Lonewolfm16 said:
SckizoBoy said:
davidmc1158 said:
Actually, English is descended from German, not French. Different roots. The reason English is so messed up is that a few busybodies in the 1700s decided that English needed a standard set of grammar rules. Unfortunately, they chose the rules for French grammar to develop the English rules from, not the Germanic rules whic actually would have made sense given that English is Germanic in origin! /pedantic nitpicking
Actually, English is derived from both French and German (and more)... being ruled by Romans, Angles, Saxons, Normans, Scots, Dutch, Hanoverians... and Saxons once again rather does that to a language.

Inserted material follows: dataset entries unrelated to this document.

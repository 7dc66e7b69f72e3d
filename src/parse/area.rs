use std::sync::OnceLock;

use regex::{Captures, Regex};
use serde::{Deserialize, Serialize};
use serde_json::Value;

pub const PYEONG_TO_SQM: f64 = 3.3058;

const SQM_UNITS: &[&str] = &["㎡", "m²", "m2", "제곱미터", "sqm"];
const PYEONG_UNITS: &[&str] = &["평", "pyeong", "py"];
const EXCLUSIVE_MARKERS: &[&str] = &["전용", "실면적", "exclusive", "net"];
const GROSS_MARKERS: &[&str] = &["공급", "계약", "분양", "supply", "gross"];

fn area_re() -> &'static Regex {
    static AREA_RE: OnceLock<Regex> = OnceLock::new();
    AREA_RE.get_or_init(|| {
        Regex::new(
            r"(?i)(\d+(?:\.\d+)?)\s*(㎡|m²|m2|제곱미터|sqm|평|pyeong|py)?(?:\s*(?:~|〜|～|–|-)\s*(\d+(?:\.\d+)?)\s*(㎡|m²|m2|제곱미터|sqm|평|pyeong|py)?)?",
        )
        .expect("valid area regex")
    })
}

#[derive(Debug, Clone, Copy, PartialEq, Eq, Serialize, Deserialize)]
#[serde(rename_all = "snake_case")]
pub enum AreaUnit {
    Sqm,
    Pyeong,
}

#[derive(Debug, Clone, Copy, PartialEq, Eq, Serialize, Deserialize)]
#[serde(rename_all = "snake_case")]
pub enum AreaType {
    Exclusive,
    Gross,
}

#[derive(Debug, Clone, Copy, Default, PartialEq)]
pub struct AreaParse {
    pub value: Option<f64>,
    pub min: Option<f64>,
    pub max: Option<f64>,
    /// Unit written in the source; `None` when the text had no unit (read as m²).
    pub unit: Option<AreaUnit>,
    pub area_type: Option<AreaType>,
}

impl AreaParse {
    pub fn is_range(&self) -> bool {
        matches!((self.min, self.max), (Some(min), Some(max)) if max > min)
    }
}

fn unit_of(token: &str) -> Option<AreaUnit> {
    let lower = token.to_lowercase();
    if SQM_UNITS.iter().any(|u| lower == *u) {
        Some(AreaUnit::Sqm)
    } else if PYEONG_UNITS.iter().any(|u| lower == *u) {
        Some(AreaUnit::Pyeong)
    } else {
        None
    }
}

fn type_of(text: &str) -> Option<AreaType> {
    let lower = text.to_lowercase();
    if EXCLUSIVE_MARKERS.iter().any(|m| lower.contains(m)) {
        Some(AreaType::Exclusive)
    } else if GROSS_MARKERS.iter().any(|m| lower.contains(m)) {
        Some(AreaType::Gross)
    } else {
        None
    }
}

fn to_sqm(value: f64, unit: Option<AreaUnit>) -> f64 {
    let sqm = match unit {
        Some(AreaUnit::Pyeong) => value * PYEONG_TO_SQM,
        Some(AreaUnit::Sqm) | None => value,
    };
    (sqm * 1000.0).round() / 1000.0
}

/// Parse `24.5㎡`, `10평`, `전용 24~26㎡` and similar. A range's `value` is its midpoint.
///
/// The first number written with an area unit wins; a bare number is used only
/// when no number in the text carries a unit.
pub fn parse_area(text: &str) -> AreaParse {
    let cleaned = text.replace(',', "");
    let matches: Vec<Captures<'_>> = area_re().captures_iter(&cleaned).collect();
    let has_unit = |caps: &&Captures<'_>| {
        caps.get(2)
            .or_else(|| caps.get(4))
            .and_then(|m| unit_of(m.as_str()))
            .is_some()
    };
    let Some(caps) = matches.iter().find(has_unit).or_else(|| matches.first()) else {
        return AreaParse::default();
    };
    let Some(first) = caps.get(1).and_then(|m| m.as_str().parse::<f64>().ok()) else {
        return AreaParse::default();
    };
    let second = caps.get(3).and_then(|m| m.as_str().parse::<f64>().ok());
    let unit = caps
        .get(2)
        .or_else(|| caps.get(4))
        .and_then(|m| unit_of(m.as_str()));
    let area_type = type_of(text);

    if first <= 0.0 {
        return AreaParse::default();
    }

    match second {
        Some(second) if second > 0.0 => {
            let (lo, hi) = if second >= first {
                (first, second)
            } else {
                (second, first)
            };
            let min = to_sqm(lo, unit);
            let max = to_sqm(hi, unit);
            AreaParse {
                value: Some(((min + max) / 2.0 * 1000.0).round() / 1000.0),
                min: Some(min),
                max: Some(max),
                unit,
                area_type,
            }
        }
        _ => {
            let value = to_sqm(first, unit);
            AreaParse {
                value: Some(value),
                min: Some(value),
                max: Some(value),
                unit,
                area_type,
            }
        }
    }
}

/// Bare numbers are square meters.
pub fn parse_area_value(value: &Value) -> AreaParse {
    match value {
        Value::Number(n) => match n.as_f64().filter(|n| n.is_finite() && *n > 0.0) {
            Some(n) => {
                let sqm = to_sqm(n, Some(AreaUnit::Sqm));
                AreaParse {
                    value: Some(sqm),
                    min: Some(sqm),
                    max: Some(sqm),
                    unit: Some(AreaUnit::Sqm),
                    area_type: None,
                }
            }
            None => AreaParse::default(),
        },
        Value::String(s) => parse_area(s),
        _ => AreaParse::default(),
    }
}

It would be a fair point that English is a 'West Germanic' language at its core, but it's thoroughly infiltrated with Romance vocabulary and lingual conventions that it doesn't really make much of a difference. The thing is, you can't really say that English is 'descended from German' as that would depend on your definition of 'German'. Hochdeutsch as we know it has only been prevalent for about a hundred and fifty years in what we now know as Germany. Before that, vernacular, regional and colloquial German had as little bearing on Prussian German as Spanish did to French (similar, but by no means mutually intelligible). Directly, English is associated best with Frisian, Scots and (predictably) Middle English. Lingual evolution is best looked south (i.e. Latin/Greek) rather than east (i.e. the pre-cursors to Allemannic German and the various Low/High German dialects).
Oddly, in all of this, the Danes are left out, since Angeln (the ultimate root of the label 'English') is in modern-day lower-Schleswig! Yet Danish is obviously non-Anglo-Frisian, ironically.
Any idea why there is so little Danish influence on the English language? Considering there was a series of Danish kings of England I would expect significantly more. Then again they were invaded by the Danes former allies, the french-speaking Normans before they got too good a grip on it.
Just off the top of my head, I'd say it could be because there were just so many different Germanic dialects all arriving at the same time. Also, the vast majority of Germanic settlers were male. They took wives from the local population, so the children would have spoken a mish-mash of Brythonic/danish/saxon/anglo pidgins. Blend them all together and you get a generic germanic... thing.
Also, the thing about French is that it's also been heavily Germanicized compared to the other Romance languages: French and Germany are right next to each other, they spent a lot of time together, also, the Franks were Germans. For that reason, English is the most Romantic German language, and French is the most Germanic of the Romance Languages.
And as Davidmc and SckizoBoy pointed out, French and Latin both entered English twice: in the Roman and Norman conquests respectively (though Rome was before the Germanic conquest, and as such had very little impact), and again when the self loathing intellectuals became convinced that Romanticism was the best thing EVAR!
I'd be more interested to know why the Brythonic languages didn't have a bigger impact.